Holy crap......that is only like 5 lbs less than you weigh isn't it Matt? 




> yeah i wouldnt do that joe watches these boards. lol jk


Haha, yeah it took a while to get his heart beating again the last time I posted a google earth map of all the honey holes in lynnhaven. hehe 

Oh well!!!:fishing:


----------



## Mdt1992 (Sep 3, 2007)

tjmrpm04 said:


> Holy crap......that is only like 5 lbs less than you weigh isn't it Matt?


naw more like 80 pounds less

you coming to the beach this weekend. looking to head to the ditch sunday but have no idea where to fish there


----------



## tjmrpm04 (May 17, 2007)

Mdt1992 said:


> naw more like 80 pounds less
> 
> you coming to the beach this weekend. looking to head to the ditch sunday but have no idea where to fish there


nah.
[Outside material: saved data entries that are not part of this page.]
use errors::StorageError;
use site_core::{DenialReason, PresenceEventKind};
use thiserror::Error;

#[derive(Debug, Error)]
pub enum AccessError {
    #[error("Storage error: {0}")]
    Storage(#[from] StorageError),

    #[error("Registration rejected: {0}")]
    Rejected(#[from] RegistrationRejected)
}

/// Why a presence event was not recorded.
#[derive(Debug, Error, Clone, PartialEq, Eq)]
pub enum RegistrationRejected {
    #[error("{reason}")]
    NotPermitted { reason: DenialReason },

    #[error("Direction denied: {kind}")]
    DirectionDenied { kind: PresenceEventKind }
}

#[cfg(test)]
mod tests {
    use super::*;

    #[test]
    fn test_rejection_messages() {
        let err = AccessError::from(RegistrationRejected::NotPermitted {
            reason: DenialReason::ClosedCase
        });
        assert_eq!(err.to_string(), "Registration rejected: Closed case");

        let err = RegistrationRejected::DirectionDenied {
            kind: PresenceEventKind::CheckOut
        };
        assert_eq!(err.to_string(), "Direction denied: check_out");
    }

    #[test]
    fn test_storage_error_wraps() {
        let err: AccessError = StorageError::query("memory", "boom").into();
        assert!(matches!(err, AccessError::Storage(_)));
        assert!(err.to_string().contains("boom"));
    }
}
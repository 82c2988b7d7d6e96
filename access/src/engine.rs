//! The decision assembler.
//!
//! Evaluation walks a fixed sequence: resolve the site's organizations, look
//! up the person's case, then either check residency (shelters) or staff
//! eligibility (no case), and finally aggregate flags for case holders.
//! Every denial is terminal and leaves both directions closed.

use crate::case_lookup::CaseLookup;
use crate::error::AccessError;
use crate::flags::FlagAggregator;
use crate::org_resolver::OrganizationResolver;
use crate::presence::PresenceTracker;
use crate::residency::ResidencyCheck;
use crate::staff::StaffEligibility;
use crate::telemetry::{EvaluationTimer, Telemetry};
use config::AccessConfig;
use site_core::traits::SiteAccessStore;
use site_core::types::{PersonId, SiteId};
use site_core::{AccessDecision, DenialReason};
use std::sync::Arc;
use tracing::debug;

pub struct AccessEngine {
    resolver: OrganizationResolver,
    cases: CaseLookup,
    residency: ResidencyCheck,
    staff: StaffEligibility,
    flags: FlagAggregator,
    presence: PresenceTracker
}

impl AccessEngine {
    pub fn new(
        resolver: OrganizationResolver,
        cases: CaseLookup,
        residency: ResidencyCheck,
        staff: StaffEligibility,
        flags: FlagAggregator,
        presence: PresenceTracker
    ) -> Self {
        Self {
            resolver,
            cases,
            residency,
            staff,
            flags,
            presence
        }
    }

    /// Wires every component to a single backend.
    pub fn from_store<S: SiteAccessStore + 'static>(store: Arc<S>, config: &AccessConfig) -> Self {
        Self::new(
            OrganizationResolver::new(store.clone(), config.max_ancestor_depth),
            CaseLookup::new(store.clone()),
            ResidencyCheck::new(store.clone()),
            StaffEligibility::new(store.clone()),
            FlagAggregator::new(store.clone(), config.no_instructions_placeholder.clone()),
            PresenceTracker::new(store)
        )
    }

    pub fn presence(&self) -> &PresenceTracker {
        &self.presence
    }

    /// Decides whether `person_id` may be registered at `site_id`.
    ///
    /// Denials are reported inside the decision; `Err` means a data source
    /// failed.
    #[tracing::instrument(skip(self))]
    pub async fn evaluate_access(
        &self,
        site_id: SiteId,
        person_id: PersonId
    ) -> Result<AccessDecision, AccessError> {
        let timer = EvaluationTimer::start();
        let decision = self.assemble(site_id, person_id).await?;
        timer.finish();
        Telemetry::record_decision(&decision);
        Ok(decision)
    }

    async fn assemble(
        &self,
        site_id: SiteId,
        person_id: PersonId
    ) -> Result<AccessDecision, AccessError> {
        let Some(scope) = self.resolver.resolve(site_id).await? else {
            debug!("Site {} does not resolve to an organization", site_id);
            return Ok(AccessDecision::denied(DenialReason::InvalidSite));
        };
        debug!(
            "Site {} resolved to {} organization(s)",
            site_id,
            scope.organizations.len()
        );

        let Some(case) = self.cases.find(person_id, &scope).await? else {
            debug!("No case in scope, checking staff assignments");
            return if self
                .staff
                .is_active_staff(person_id, &scope.organizations)
                .await?
            {
                debug!("Active staff member");
                Ok(AccessDecision::staff())
            } else {
                Ok(AccessDecision::denied(DenialReason::NeitherResidentNorStaff))
            };
        };

        if case.is_closed() {
            debug!("Case {} is closed", case.id);
            return Ok(AccessDecision::denied(DenialReason::ClosedCase));
        }

        if scope.site.is_shelter() {
            match self.residency.active_registration(person_id, site_id).await? {
                Some(registration) => {
                    debug!("Residency proven by registration {}", registration.id);
                }
                None => {
                    debug!("No active registration at shelter {}", site_id);
                    return Ok(AccessDecision::denied(DenialReason::NotResident));
                }
            }
        }

        let presence = self.presence.state(person_id, site_id).await?;
        let directives = self.flags.directives(person_id, presence).await?;
        debug!(
            "Presence {}, allowed_in={}, allowed_out={}, {} advisory(ies)",
            presence,
            directives.allowed_in,
            directives.allowed_out,
            directives.advisories.len()
        );

        Ok(AccessDecision::client(
            directives.allowed_in,
            directives.allowed_out,
            directives.advisories
        ))
    }
}
use crate::org_resolver::OrganizationScope;
use errors::StorageError;
use site_core::traits::CaseRepository;
use site_core::types::{Case, PersonId};
use std::cmp::Ordering;
use std::sync::Arc;

pub struct CaseLookup {
    cases: Arc<dyn CaseRepository>
}

impl CaseLookup {
    pub fn new(cases: Arc<dyn CaseRepository>) -> Self {
        Self { cases }
    }

    /// The authoritative case of the person within `scope`, if any.
    ///
    /// A case at the owning organization beats one at an ancestor, nearer
    /// ancestors beat farther ones, then the newest case wins, then the
    /// highest id.
    pub async fn find(
        &self,
        person_id: PersonId,
        scope: &OrganizationScope
    ) -> Result<Option<Case>, StorageError> {
        let cases = self
            .cases
            .cases_for_person(person_id, &scope.organizations)
            .await?;

        Ok(cases
            .into_iter()
            .filter(|case| !case.deleted)
            .filter_map(|case| scope.rank(case.organization_id).map(|rank| (rank, case)))
            .min_by(|(rank_a, a), (rank_b, b)| precedence(*rank_a, a, *rank_b, b))
            .map(|(_, case)| case))
    }
}

fn precedence(rank_a: usize, a: &Case, rank_b: usize, b: &Case) -> Ordering {
    rank_a
        .cmp(&rank_b)
        .then_with(|| b.created_at.cmp(&a.created_at))
        .then_with(|| b.id.cmp(&a.id))
}

#[cfg(test)]
mod tests {
    use super::*;
    use chrono::{Duration, Utc};
    use site_core::types::{CaseStatus, OrganizationId, Site, SiteKind};

    fn case(org: OrganizationId, created_offset: i64, closed: bool) -> Case {
        let status = if closed {
            CaseStatus::closed()
        } else {
            CaseStatus::open()
        };
        let mut case = Case::new(PersonId::generate(), org, status).unwrap();
        case.created_at = Utc::now() + Duration::minutes(created_offset);
        case
    }

    #[test]
    fn test_owner_case_beats_ancestor_case() {
        let owner = OrganizationId::generate();
        let ancestor = OrganizationId::generate();
        let scope = OrganizationScope {
            site: Site::new("Site", SiteKind::Facility, owner),
            owner,
            organizations: vec![owner, ancestor]
        };

        let at_owner = case(owner, -60, false);
        let at_ancestor = case(ancestor, 0, true);

        let ordering = precedence(
            scope.rank(at_owner.organization_id).unwrap(),
            &at_owner,
            scope.rank(at_ancestor.organization_id).unwrap(),
            &at_ancestor
        );
        assert_eq!(ordering, Ordering::Less);
    }

    #[test]
    fn test_newest_case_wins_within_organization() {
        let org = OrganizationId::generate();
        let older = case(org, -10, true);
        let newer = case(org, 0, false);

        assert_eq!(precedence(0, &newer, 0, &older), Ordering::Less);
        assert_eq!(precedence(0, &older, 0, &newer), Ordering::Greater);
    }
}
fn decode_event(row: &PgRow) -> Result<PresenceEvent, PostgresError> {
    let kind: String = row.try_get("kind")?;
    Ok(PresenceEvent {
        id: row.try_get("id")?,
        sequence: row.try_get("sequence")?,
        person_id: PersonId::from_uuid(row.try_get("person_id")?),
        site_id: SiteId::from_uuid(row.try_get("site_id")?),
        kind: kind
            .parse::<PresenceEventKind>()
            .map_err(|_| decode_err("presence_event", format!("unknown kind: {kind}")))?,
        occurred_at: row.try_get("occurred_at")?,
        deleted: row.try_get("deleted")?
    })
}

#[async_trait]
impl OrganizationDirectory for PostgresBackend {
    async fn site(&self, site_id: SiteId) -> Result<Option<Site>, StorageError> {
        Ok(self.get_site(site_id).await?)
    }

    async fn organization(
        &self,
        organization_id: OrganizationId
    ) -> Result<Option<Organization>, StorageError> {
        Ok(self.get_organization(organization_id).await?)
    }
}

#[async_trait]
impl CaseRepository for PostgresBackend {
    async fn cases_for_person(
        &self,
        person_id: PersonId,
        organizations: &[OrganizationId]
    ) -> Result<Vec<Case>, StorageError> {
        Ok(self.get_cases_for_person(person_id, organizations).await?)
    }

    async fn has_case(&self, person_id: PersonId) -> Result<bool, StorageError> {
        Ok(self.has_any_case(person_id).await?)
    }
}

#[async_trait]
impl ShelterRegistry for PostgresBackend {
    async fn registrations(
        &self,
        person_id: PersonId,
        site_id: SiteId
    ) -> Result<Vec<ShelterRegistration>, StorageError> {
        Ok(self.get_registrations(person_id, site_id).await?)
    }
}

#[async_trait]
impl StaffDirectory for PostgresBackend {
    async fn assignments(
        &self,
        person_id: PersonId,
        organizations: &[OrganizationId]
    ) -> Result<Vec<StaffAssignment>, StorageError> {
        Ok(self.get_staff_assignments(person_id, organizations).await?)
    }
}

#[async_trait]
impl FlagRepository for PostgresBackend {
    async fn flags_for_person(&self, person_id: PersonId) -> Result<Vec<CaseFlag>, StorageError> {
        Ok(self.get_flags_for_person(person_id).await?)
    }
}

#[async_trait]
impl PresenceLog for PostgresBackend {
    async fn latest_transition(
        &self,
        person_id: PersonId,
        site_id: SiteId
    ) -> Result<Option<PresenceEvent>, StorageError> {
        Ok(self.get_latest_transition(person_id, site_id).await?)
    }

    async fn record(&self, event: NewPresenceEvent) -> Result<PresenceEvent, StorageError> {
        Ok(self.append_event(event).await?)
    }
}

#[async_trait]
impl LastSeenSink for PostgresBackend {
    async fn update_last_seen(
        &self,
        person_id: PersonId,
        seen_at: DateTime<Utc>
    ) -> Result<(), StorageError> {
        let updated = self.touch_last_seen(person_id, seen_at).await?;
        tracing::debug!("Refreshed last_seen_on on {} case(s) of {}", updated, person_id);
        Ok(())
    }
}

#[cfg(test)]
mod tests {
    use super::*;

    #[test]
    fn test_postgres_error_maps_to_storage_error() {
        let err: StorageError = PostgresError::Database(sqlx::Error::PoolTimedOut).into();
        assert!(matches!(err, StorageError::ConnectionError { .. }));

        let err: StorageError = decode_err("site", "unknown kind: depot").into();
        assert_eq!(
            err.to_string(),
            "Decoding site from postgres failed: unknown kind: depot"
        );
    }

    #[test]
    fn test_database_error_display() {
        let error = PostgresError::Database(sqlx::Error::Configuration(
            "Invalid connection string".into()
        ));
        assert!(error.to_string().contains("Database error"));
    }
}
I wish I was but I am land locked. I am thinking of going out next Friday night for some striped at chicks or possibly hrbt.


----------



## Mdt1992 (Sep 3, 2007)

might join you for stripers aint going to fairfax that weekend.
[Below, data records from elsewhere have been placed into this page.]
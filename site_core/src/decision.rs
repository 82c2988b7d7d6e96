//! The outcome of evaluating one person at one site.

use crate::types::PresenceEventKind;
use serde::{Deserialize, Serialize};
use strum::Display;

/// Why a person cannot be registered at a site.
///
/// The `Display` form is the text shown to reception staff.
#[derive(Debug, Clone, Copy, PartialEq, Eq, Hash, Serialize, Deserialize, Display)]
#[serde(rename_all = "snake_case")]
pub enum DenialReason {
    #[strum(to_string = "Invalid site")]
    InvalidSite,
    #[strum(to_string = "Closed case")]
    ClosedCase,
    #[strum(to_string = "Not currently a resident")]
    NotResident,
    #[strum(to_string = "Neither currently a resident nor active staff member")]
    NeitherResidentNorStaff,
}

/// Instructions for reception staff, one per applicable flag.
#[derive(Debug, Clone, PartialEq, Eq, Serialize, Deserialize)]
pub struct Advisory {
    pub heading: String,
    pub body: String,
}

/// Whether a person may be registered at a site, and in which direction.
///
/// The default value is the fully denied decision every evaluation starts
/// from.
#[derive(Debug, Clone, Default, PartialEq, Eq, Serialize, Deserialize)]
pub struct AccessDecision {
    pub valid: bool,
    pub error: Option<DenialReason>,
    pub allowed_in: bool,
    pub allowed_out: bool,
    pub advisories: Vec<Advisory>,
}

impl AccessDecision {
    pub fn denied(reason: DenialReason) -> Self {
        Self {
            error: Some(reason),
            ..Self::default()
        }
    }

    /// Active staff: both directions open, no advisories.
    pub fn staff() -> Self {
        Self {
            valid: true,
            error: None,
            allowed_in: true,
            allowed_out: true,
            advisories: Vec::new(),
        }
    }

    pub fn client(allowed_in: bool, allowed_out: bool, advisories: Vec<Advisory>) -> Self {
        Self {
            valid: true,
            error: None,
            allowed_in,
            allowed_out,
            advisories,
        }
    }

    pub fn error_message(&self) -> Option<String> {
        self.error.map(|reason| reason.to_string())
    }

    /// Whether an event of `kind` may be recorded under this decision.
    /// A "seen" event only needs the person to be valid at the site.
    pub fn permits(&self, kind: PresenceEventKind) -> bool {
        if !self.valid {
            return false;
        }
        match kind {
            PresenceEventKind::CheckIn => self.allowed_in,
            PresenceEventKind::CheckOut => self.allowed_out,
            PresenceEventKind::Seen => true,
        }
    }
}

#[cfg(test)]
mod tests {
    use super::*;

    #[test]
    fn test_default_decision_is_denied() {
        let decision = AccessDecision::default();
        assert!(!decision.valid);
        assert!(!decision.allowed_in);
        assert!(!decision.allowed_out);
        assert!(decision.advisories.is_empty());
        assert_eq!(decision.error, None);
    }

    #[test]
    fn test_denial_messages() {
        assert_eq!(DenialReason::InvalidSite.to_string(), "Invalid site");
        assert_eq!(DenialReason::ClosedCase.to_string(), "Closed case");
        assert_eq!(
            DenialReason::NotResident.to_string(),
            "Not currently a resident"
        );
        assert_eq!(
            AccessDecision::denied(DenialReason::NeitherResidentNorStaff).error_message(),
            Some("Neither currently a resident nor active staff member".to_string())
        );
    }

    #[test]
    fn test_permits_follows_direction() {
        let decision = AccessDecision::client(true, false, Vec::new());
        assert!(decision.permits(PresenceEventKind::CheckIn));
        assert!(!decision.permits(PresenceEventKind::CheckOut));
        assert!(decision.permits(PresenceEventKind::Seen));

        let denied = AccessDecision::denied(DenialReason::ClosedCase);
        assert!(!denied.permits(PresenceEventKind::Seen));
    }
}
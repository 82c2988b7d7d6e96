use crate::last_seen::LastSeenOutcome;
use metrics::{counter, histogram};
use site_core::{AccessDecision, DenialReason, PresenceEventKind};
use std::time::Instant;

pub struct Telemetry;

impl Telemetry {
    pub fn record_decision(decision: &AccessDecision) {
        counter!("site_access_decisions_total", "outcome" => outcome_label(decision))
            .increment(1);
    }

    pub fn record_registration(kind: PresenceEventKind, result: &'static str) {
        counter!(
            "site_presence_registrations_total",
            "kind" => kind.to_string(),
            "result" => result
        )
        .increment(1);
    }

    pub fn record_last_seen(outcome: LastSeenOutcome) {
        counter!("site_last_seen_updates_total", "result" => outcome.to_string()).increment(1);
    }

    pub fn record_evaluation_latency(duration_ms: f64) {
        histogram!("site_access_evaluation_duration_ms").record(duration_ms);
    }
}

fn outcome_label(decision: &AccessDecision) -> &'static str {
    match decision.error {
        None if decision.valid => "valid",
        None => "invalid",
        Some(DenialReason::InvalidSite) => "invalid_site",
        Some(DenialReason::ClosedCase) => "closed_case",
        Some(DenialReason::NotResident) => "not_resident",
        Some(DenialReason::NeitherResidentNorStaff) => "neither_resident_nor_staff"
    }
}

pub struct EvaluationTimer {
    start: Instant
}

impl EvaluationTimer {
    pub fn start() -> Self {
        Self {
            start: Instant::now()
        }
    }

    pub fn finish(self) {
        let duration = self.start.elapsed().as_secs_f64() * 1000.0;
        Telemetry::record_evaluation_latency(duration);
    }
}
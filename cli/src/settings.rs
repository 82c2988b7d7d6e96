use crate::commands::GlobalArgs;
use anyhow::{Context, Result};
use config::{Config, load_from_env, load_from_file, merge_configs, validate};
use std::sync::Arc;
use storage::PostgresBackend;

/// Defaults < file < environment < command line flags.
pub fn load(args: &GlobalArgs) -> Result<Config> {
    let file_config = match &args.config {
        Some(path) => load_from_file(path)
            .with_context(|| format!("Failed to load {}", path.display()))?,
        None => Config::default()
    };

    let config = merge_configs(
        Config::default(),
        file_config,
        load_from_env(),
        cli_overrides(args)
    );
    validate(&config).context("Invalid configuration")?;
    Ok(config)
}

fn cli_overrides(args: &GlobalArgs) -> Option<Config> {
    if args.pg_host.is_none() && args.pg_port.is_none() && args.log_level.is_none() {
        return None;
    }

    let mut config = Config::default();
    if let Some(host) = &args.pg_host {
        config.database.host.clone_from(host);
    }
    if let Some(port) = args.pg_port {
        config.database.port = port;
    }
    if let Some(level) = &args.log_level {
        config.observability.logging_level.clone_from(level);
    }
    Some(config)
}

pub async fn connect(config: &Config) -> Result<Arc<PostgresBackend>> {
    let backend = PostgresBackend::from_config(&config.database)
        .await
        .with_context(|| {
            format!(
                "Cannot connect to PostgreSQL at {}:{}",
                config.database.host, config.database.port
            )
        })?;
    Ok(Arc::new(backend))
}

#[cfg(test)]
mod tests {
    use super::*;
    use serial_test::serial;
    use std::fs;
    use tempfile::TempDir;

    #[test]
    fn test_no_flags_means_no_overrides() {
        assert!(cli_overrides(&GlobalArgs::default()).is_none());
    }

    #[test]
    #[serial]
    fn test_flags_override_file() {
        let dir = TempDir::new().unwrap();
        let path = dir.path().join("site-access.toml");
        fs::write(
            &path,
            "[database]\nhost = \"file-host\"\nport = 5433\n\n[access]\nmax_ancestor_depth = 4\n"
        )
        .unwrap();

        let args = GlobalArgs {
            config: Some(path),
            pg_host: Some("flag-host".to_string()),
            pg_port: None,
            log_level: Some("debug".to_string())
        };
        let config = load(&args).unwrap();

        assert_eq!(config.database.host, "flag-host");
        assert_eq!(config.database.port, 5433);
        assert_eq!(config.access.max_ancestor_depth, 4);
        assert_eq!(config.observability.logging_level, "debug");
    }

    #[test]
    #[serial]
    fn test_invalid_level_is_rejected() {
        let args = GlobalArgs {
            log_level: Some("loud".to_string()),
            ..GlobalArgs::default()
        };
        assert!(load(&args).is_err());
    }
}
yeah back on topic you might want t think about transporting it. at first i threw it in the back of our truck that has an 8FT bed and with the tailgate down it sticks out like 4ft and that worked then i made a ladder rack sort of thing for my truck with a 6ft bed so it lays on 2 supports and the cab of the truck and sticks off the back 2-3ft but higher so you dont go to worry about people hitting it. i made the rack thing out of pressure treated 2x4s for like 20 bucks ill take a picture of my set up on the truck tommorow before i launch


----------



## chefish (Aug 23, 2008)

looking to head to the ditch sunday but have no idea where to fish there[/QUOTE]



Straight across from the ramp you will see where there is a cove. That is where the actual outflow from the power plant is. All of the area there is productive. You can also work the bridge pilings for bass closer to the main river.

Or, take a left from the ramp. There is a cove up the channel on the left. That is where many gators hang out. Also, go past the cove and keep on going to the end, work the weed lines. While paddling, troll with a mirro-lure, storm or gulp on a 1/8 oz head. All have worked for me there.


----------



## bigcatchman2 (May 19, 2008)

well another question i need information on is a rod and a reel. i want a heavy reel and rod for some big stripers, drum, and cobea. can any of u suggest any types? right now im looking at a penn 320gti, but dont know what kinda rod. suggestions on both would be appreatiated,, kinda a low budget tho.. thanks for the responses on the yak too!


----------



## Mdt1992 (Sep 3, 2007)

any kind of boat rod will work. the one im gonna use for stripers penn mariner stand up 6' 6" rod that i picked up in the market place here for like 40 bucks matched with a 320 loaded with 65lb powerpro. this is my pin rig rod i used to use for cobia, then a penn long beach 6' 6'' rod i got for free from my dads friend paired with a daiwa sealine-x sha30 loaded with 300yds of 20lb test.


----------



## chefish (Aug 23, 2008)

bigcatchman2 said:


> well another question i need information on is a rod and a reel. i want a heavy reel and rod for some big stripers, drum, and cobea. can any of u suggest any types? right now im looking at a penn 320gti, but dont know what kinda rod. suggestions on both would be appreatiated,, kinda a low budget tho.. thanks for the responses on the yak too!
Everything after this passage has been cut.